Task prompt:
Where does the word "impl" occur in the entries below? Copy every line that has it.
• • • • • • •
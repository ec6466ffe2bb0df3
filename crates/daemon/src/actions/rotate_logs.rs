// SPDX-License-Identifier: MIT

//! Back up and/or delete the application's logs. When deleting, the
//! application is also told to clear its internal message store.

use async_trait::async_trait;
use serde_json::{Map, Value};
use std::sync::Arc;
use tracing::{info, warn};

use super::{ActionError, NodeAction};
use crate::bridge::BridgeHandle;
use crate::state::DaemonContext;
use warden_core::ActionEnvelope;

pub struct RotateLogsAction {
    ctx: Arc<DaemonContext>,
    bridge: BridgeHandle,
}

impl RotateLogsAction {
    pub const TYPE: &'static str = "rotate-logs";

    pub fn new(ctx: Arc<DaemonContext>, bridge: BridgeHandle) -> Self {
        Self { ctx, bridge }
    }
}

#[async_trait]
impl NodeAction for RotateLogsAction {
    async fn execute(&self, payload: Map<String, Value>) -> Result<(), ActionError> {
        let backup_id = payload
            .get("backup-id")
            .and_then(Value::as_str)
            .unwrap_or_default()
            .to_string();
        let delete = payload.get("delete").and_then(Value::as_bool).unwrap_or(true);

        info!(backup_id = backup_id.as_str(), delete, "rotating application logs");
        let logs_dir = &self.ctx.paths.logs_dir;
        if logs_dir.exists() {
            self.ctx.uplink.rotate_logs(logs_dir, delete, &backup_id).await?;
        } else {
            warn!(dir = %logs_dir.display(), "logs directory does not exist");
        }

        if delete {
            // The application keeps its own message history; tell it to
            // clear that too.
            info!("sending delete-messages action to application");
            let envelope = ActionEnvelope::new("delete-messages", Map::new());
            self.bridge.send(envelope.to_line()?);
        }
        Ok(())
    }
}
• • • • • • •
Reply:
impl RotateLogsAction {
impl NodeAction for RotateLogsAction {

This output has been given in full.